Enid Algerine Bagnold, Lady Jones CBE (27 October 1889 – 31 March 1981) was a British author and playwright, known for the 1935 story National Velvet.

She was born in Rochester, Kent. daughter of Colonel Arthur Henry Bagnold and his wife, Ethel (née Alger), and brought up mostly in Jamaica. She went to art school in London, and then worked for Frank Harris, who became her lover.

During the First World War she became a nurse, writing critically of the hospital administration and being dismissed as a result. After that she was a driver in France for the remainder of the war years.

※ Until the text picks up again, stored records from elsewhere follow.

//! Sample remote and desired documents for tests.
//!
//! Everything is derived from an explicit [`FixtureConfig`]; there are no
//! shared name prefixes or other process-wide fixtures.

use crate::component::ComponentKind;
use crate::desired::{ComponentSpec, DesiredState, TopologySpec};
use crate::size;
use crate::types::{
    DeploymentInfo, Metadata, Plan, PlanAttempt, PlanInfo, PlanStatus, Ports, RemoteResourceInfo,
    ResourceInfo, TopologyElement, TopologySize,
};

/// Knobs shared by the fixtures of one test.
#[derive(Debug, Clone, PartialEq, Eq)]
pub struct FixtureConfig {
    pub name_prefix: String,
    pub region: String,
    pub version: String,
}

impl Default for FixtureConfig {
    fn default() -> Self {
        Self {
            name_prefix: "ecdeploy_acc_".to_string(),
            region: "us-east-1".to_string(),
            version: "7.8.1".to_string(),
        }
    }
}

impl FixtureConfig {
    /// Deployment name for a test suffix.
    pub fn name(&self, suffix: &str) -> String {
        format!("{}{suffix}", self.name_prefix)
    }

    /// Deployment id for a test suffix.
    pub fn id(&self, suffix: &str) -> String {
        format!("{suffix}-0123456789abcdef")
    }

    /// Size each kind is provisioned with.
    pub fn size_units(&self, kind: ComponentKind) -> u32 {
        match kind {
            ComponentKind::Elasticsearch => 4096,
            ComponentKind::Kibana => 1024,
            ComponentKind::Apm => 512,
            ComponentKind::Appsearch | ComponentKind::EnterpriseSearch => 2048,
        }
    }

    /// A healthy, fully applied resource of `kind`.
    pub fn resource(&self, suffix: &str, kind: ComponentKind) -> RemoteResourceInfo {
        let descriptor = kind.descriptor();
        let element = TopologyElement {
            instance_configuration_id: descriptor.default_instance_configuration_id.to_string(),
            zone_count: descriptor.default_zone_count,
            size: Some(TopologySize::memory(self.size_units(kind))),
            node_type: descriptor
                .node_types
                .iter()
                .map(|flag| (flag.name.to_string(), flag.default))
                .collect(),
        };

        RemoteResourceInfo {
            kind,
            ref_id: Some(descriptor.default_ref_id.to_string()),
            elasticsearch_cluster_ref_id: (!kind.is_primary()).then(|| {
                ComponentKind::Elasticsearch
                    .descriptor()
                    .default_ref_id
                    .to_string()
            }),
            region: Some(self.region.clone()),
            info: Some(ResourceInfo {
                id: Some(format!("{}-{kind}", self.id(suffix))),
                name: Some(self.name(suffix)),
                region: self.region.clone(),
                healthy: true,
                status: "started".to_string(),
                metadata: Some(Metadata {
                    endpoint: format!("{kind}.{suffix}.cloud.example"),
                    ports: Some(Ports {
                        http: Some(9200),
                        https: Some(9243),
                    }),
                }),
                plan_info: Some(PlanInfo {
                    current: Some(PlanAttempt {
                        plan: Some(Plan {
                            version: self.version.clone(),
                            topology: vec![element],
                        }),
                        status: PlanStatus::Success,
                        error: None,
                    }),
                    pending: None,
                }),
            }),
        }
    }

    /// A resource still provisioning for the first time: pending plan only.
    pub fn pending_only(&self, kind: ComponentKind) -> RemoteResourceInfo {
        RemoteResourceInfo {
            kind,
            ref_id: Some(kind.descriptor().default_ref_id.to_string()),
            elasticsearch_cluster_ref_id: None,
            region: Some(self.region.clone()),
            info: Some(ResourceInfo {
                region: self.region.clone(),
                status: "initializing".to_string(),
                plan_info: Some(PlanInfo {
                    current: None,
                    pending: Some(PlanAttempt {
                        plan: Some(Plan {
                            version: self.version.clone(),
                            topology: vec![TopologyElement {
                                instance_configuration_id: kind
                                    .descriptor()
                                    .default_instance_configuration_id
                                    .to_string(),
                                zone_count: 1,
                                size: Some(TopologySize::memory(self.size_units(kind))),
                                ..Default::default()
                            }],
                        }),
                        status: PlanStatus::InProgress,
                        error: None,
                    }),
                }),
                ..Default::default()
            }),
        }
    }

    /// A healthy deployment with one applied resource per kind.
    pub fn deployment(&self, suffix: &str, kinds: &[ComponentKind]) -> DeploymentInfo {
        DeploymentInfo {
            id: self.id(suffix),
            name: self.name(suffix),
            healthy: true,
            resources: kinds.iter().map(|kind| self.resource(suffix, *kind)).collect(),
        }
    }

    /// Desired state matching [`FixtureConfig::deployment`] for the same kinds.
    pub fn desired(&self, suffix: &str, kinds: &[ComponentKind]) -> DesiredState {
        let mut desired = DesiredState::new(self.name(suffix), self.region.clone());
        if !kinds.contains(&ComponentKind::Elasticsearch) {
            desired = desired.with_component(
                ComponentKind::Elasticsearch,
                self.spec(ComponentKind::Elasticsearch),
            );
        }
        for kind in kinds {
            desired = desired.with_component(*kind, self.spec(*kind));
        }
        desired
    }

    fn spec(&self, kind: ComponentKind) -> ComponentSpec {
        ComponentSpec::default()
            .version(self.version.clone())
            .element(TopologySpec::sized(size::encode(self.size_units(kind))))
    }
}

#[cfg(test)]
mod tests {
    use super::*;

    #[test]
    fn test_names_use_prefix() {
        let cfg = FixtureConfig {
            name_prefix: "acc-".to_string(),
            ..Default::default()
        };
        assert_eq!(cfg.name("basic"), "acc-basic");
    }

    #[test]
    fn test_resource_is_provisioned() {
        let cfg = FixtureConfig::default();
        for kind in ComponentKind::all() {
            assert!(cfg.resource("x", *kind).current_plan().is_some());
            assert!(cfg.pending_only(*kind).current_plan().is_none());
        }
    }

    #[test]
    fn test_desired_always_has_primary() {
        let desired = FixtureConfig::default().desired("x", &[ComponentKind::Apm]);
        assert!(desired.component(ComponentKind::Elasticsearch).is_some());
        assert!(desired.component(ComponentKind::Apm).is_some());
    }
}
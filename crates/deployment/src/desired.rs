//! User-authored desired state.
//!
//! A desired-state document looks like:
//!
//! ```toml
//! name = "search"
//! region = "us-east-1"
//!
//! [elasticsearch]
//! version = "7.8.1"
//!
//! [[elasticsearch.topology]]
//! size = "4g"
//! zone_count = 2
//!
//! [kibana]
//! ```
//!
//! Component tables are keyed by kind, so each kind appears at most once.
//! Every field inside a component is optional here; what is mandatory is
//! decided during expansion, where remote state and defaults are known.

use crate::component::ComponentKind;
use serde::{Deserialize, Serialize};
use std::collections::BTreeMap;

/// Desired state of a whole deployment.
#[derive(Debug, Clone, Default, PartialEq, Eq, Serialize, Deserialize)]
pub struct DesiredState {
    pub name: String,
    pub region: String,
    #[serde(flatten)]
    pub components: BTreeMap<ComponentKind, ComponentSpec>,
}

impl DesiredState {
    pub fn new(name: impl Into<String>, region: impl Into<String>) -> Self {
        Self {
            name: name.into(),
            region: region.into(),
            components: BTreeMap::new(),
        }
    }

    /// Declare a component, replacing any previous spec of that kind.
    pub fn with_component(mut self, kind: ComponentKind, spec: ComponentSpec) -> Self {
        self.components.insert(kind, spec);
        self
    }

    pub fn component(&self, kind: ComponentKind) -> Option<&ComponentSpec> {
        self.components.get(&kind)
    }
}

/// Desired configuration of one component.
#[derive(Debug, Clone, Default, PartialEq, Eq, Serialize, Deserialize)]
pub struct ComponentSpec {
    #[serde(default, skip_serializing_if = "Option::is_none")]
    pub ref_id: Option<String>,
    /// Companions only: ref_id of the elasticsearch cluster to bind to
    #[serde(default, skip_serializing_if = "Option::is_none")]
    pub elasticsearch_cluster_ref_id: Option<String>,
    #[serde(default, skip_serializing_if = "Option::is_none")]
    pub version: Option<String>,
    #[serde(default, skip_serializing_if = "Vec::is_empty")]
    pub topology: Vec<TopologySpec>,
}

impl ComponentSpec {
    pub fn version(mut self, version: impl Into<String>) -> Self {
        self.version = Some(version.into());
        self
    }

    pub fn element(mut self, element: TopologySpec) -> Self {
        self.topology.push(element);
        self
    }

    /// The ref_id this component is declared under: explicit, else the
    /// kind's default. Never taken from remote state.
    pub fn resolved_ref_id(&self, kind: ComponentKind) -> String {
        self.ref_id
            .clone()
            .filter(|r| !r.is_empty())
            .unwrap_or_else(|| kind.descriptor().default_ref_id.to_string())
    }
}

/// Desired sizing of one topology element.
#[derive(Debug, Clone, Default, PartialEq, Eq, Serialize, Deserialize)]
pub struct TopologySpec {
    #[serde(default, skip_serializing_if = "Option::is_none")]
    pub instance_configuration_id: Option<String>,
    /// Capacity string such as `"1g"` or `"512m"`
    #[serde(default, skip_serializing_if = "Option::is_none")]
    pub size: Option<String>,
    #[serde(default, skip_serializing_if = "Option::is_none")]
    pub zone_count: Option<i32>,
    /// Node roles keyed by flag name without the `node_type_` prefix
    #[serde(default, skip_serializing_if = "BTreeMap::is_empty")]
    pub node_type: BTreeMap<String, bool>,
}

impl TopologySpec {
    pub fn sized(size: impl Into<String>) -> Self {
        Self {
            size: Some(size.into()),
            ..Default::default()
        }
    }
}

#[cfg(test)]
mod tests {
    use super::*;

    #[test]
    fn test_parse_toml_document() {
        let doc = r#"
name = "search"
region = "us-east-1"

[elasticsearch]
version = "7.8.1"

[[elasticsearch.topology]]
size = "4g"
zone_count = 2
node_type = { ml = true }

[kibana]
"#;
        let desired: DesiredState = toml::from_str(doc).unwrap();
        assert_eq!(desired.name, "search");
        assert_eq!(desired.components.len(), 2);

        let es = desired.component(ComponentKind::Elasticsearch).unwrap();
        assert_eq!(es.version.as_deref(), Some("7.8.1"));
        assert_eq!(es.topology[0].size.as_deref(), Some("4g"));
        assert_eq!(es.topology[0].zone_count, Some(2));
        assert_eq!(es.topology[0].node_type.get("ml"), Some(&true));

        let kibana = desired.component(ComponentKind::Kibana).unwrap();
        assert_eq!(kibana, &ComponentSpec::default());
    }

    #[test]
    fn test_unknown_component_rejected() {
        let doc = r#"
name = "search"
region = "us-east-1"

[logstash]
version = "7.8.1"
"#;
        assert!(toml::from_str::<DesiredState>(doc).is_err());
    }

    #[test]
    fn test_builder() {
        let desired = DesiredState::new("search", "us-east-1").with_component(
            ComponentKind::Elasticsearch,
            ComponentSpec::default()
                .version("7.8.1")
                .element(TopologySpec::sized("1g")),
        );
        assert!(desired.component(ComponentKind::Elasticsearch).is_some());
        assert!(desired.component(ComponentKind::Kibana).is_none());
    }

    #[test]
    fn test_resolved_ref_id() {
        let es = ComponentKind::Elasticsearch;
        assert_eq!(ComponentSpec::default().resolved_ref_id(es), "main-elasticsearch");

        let named = ComponentSpec {
            ref_id: Some("search-es".to_string()),
            ..Default::default()
        };
        assert_eq!(named.resolved_ref_id(es), "search-es");

        let blank = ComponentSpec {
            ref_id: Some(String::new()),
            ..Default::default()
        };
        assert_eq!(blank.resolved_ref_id(ComponentKind::Kibana), "main-kibana");
    }
}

She wrote about her hospital experiences in A Diary Without Dates, and about her experiences as a driver in The Happy Foreigner.

In 1920, she married Sir Roderick Jones, Chairman of Reuters, but continued to use her maiden name for her writing. They lived at North End House, Rottingdean, near Brighton (previously the home of Sir Edward Burne-Jones), the garden of which inspired her play, The Chalk Garden.

The couple had four children. Their great-granddaughter is Samantha Cameron, wife of the former Prime Minister and Conservative Party leader David Cameron.

Bagnold died at Rottingdean in 1981, aged 92, and is interred at St Margaret's churchyard there.

During the Second World War, Bagnold's brother Ralph Bagnold founded the Long Range Desert Group (LRDG), a precursor of the SAS.